Natural IgM blocking results in ZIKV rescue. Anti-human IgM blocking antibodies were incubated with 50% NHS or hiNHS for 30 min on ice before ZIKV was added. After incubation of 1 h at 37°C, the virus-serum mixture was serially diluted and titrated on Vero cells. After 1 h r incubation at 37°C, the cells were overlaid with agarose. Viral concentration was determined4 days post infection using crystal violet staining. All virus lysis experiments were conducted in triplicate, and the error bars show standard deviations.

Figure 5

Binding of C1q to recombinant ZIKV envelope (E) and NS1 proteins. ZIKV proteins or viral particles were coated to ELISA plates and incubated with decreasing amounts of C1q as indicated. Bound C1q was detected using a polyclonal anti-C1q antibody followed by a HRP-labeled goat anti-rabbit IgG and visualized by TMB. The absorbance was measured at 450 nm, using a Bio-Rad plate reader. Data show the mean of two experiments performed in duplicate.

Figure 6

Dissecting the role of the lectin and classical pathways on ZIKV derived from the human cell line A549. NHS (50%) reduced the viral titer for about one order of magnitude. Inhibition of the lectin pathway by a peptide mix of SFMI-1 and 2 had no effect. By contrast, C1q depletion rescued the virus and most of the virus remained infectious.
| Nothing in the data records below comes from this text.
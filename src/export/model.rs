// src/export/model.rs

use crate::models::log_entry::LogEntry;
use serde::Serialize;

/// Flat row used by CSV and JSON exports.
#[derive(Serialize, Clone, Debug)]
pub struct LogExport {
    pub id: i64,
    pub date: String,
    pub category: String,
    pub amount: f64,
    pub unit: String,
    pub duration_hours: f64,
    pub kg_co2: f64,
    pub note: String,
}

impl From<&LogEntry> for LogExport {
    fn from(e: &LogEntry) -> Self {
        Self {
            id: e.id,
            date: e.date.format("%Y-%m-%d").to_string(),
            category: e.category.label().to_string(),
            amount: e.amount,
            unit: e.unit().to_string(),
            duration_hours: e.duration_hours,
            kg_co2: e.co2_kg,
            note: e.note.clone().unwrap_or_default(),
        }
    }
}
Viral titer was determined by plaque assays using Vero cells. Data were analyzed with one-way-ANOVA with Bonferroni post-hoc comparison (**p < 0.005). All virus lysis experiments were conducted in duplicates and repeated two times. The data represent mean values, and the error bars show standard deviations.

Figure 7

Reduction of viral infectivity is linked to decreased RNA levels. After incubating ZIKV with active or heat-inactivated human serum, the viral RNA was digested by addition of RNases. Three hours after incubation at 37°C, the remaining genomic material was extracted and quantified by RT-PCR. The RNA copy number was calculated from the amount of RNA obtained by incubation of the virions with 50% hiNHS, which was set to 100%. Results are given as % of RNA loss. Data were analyzed with one-way-ANOVA with Bonferroni post-hoc comparison (****p < 0.0001). All virus lysis experiments were conducted in triplicate. The data represent mean values, and the error bars show standard deviations.

Figure 8

Blocking the assembly of MAC leads to virus rescue. ZIKV [1 x 10⁶ PFU/mL] was exposed to either 50% C9-depleted (C9dep) human serum or 50% heat-inactivated C9-depleted (hiC9dep) serum for 1 h at 37°C. As a control, the depleted serum was reconstituted with purified C9 protein, adjusted to its natural concentration in serum [60 μg/mL]. During incubation, the RNA of lysed ZIKV was digested by external RNase addition. Subsequently, the amount of complement lysis-resistant virions was determined by RT-PCR. The RNA copy number was calculated by incubation of the virions with 50% hiNHS, which was set to 100%. Results are given as % of RNA loss. All assays were performed in triplicate. The data represent mean values, and the error bars show standard deviations.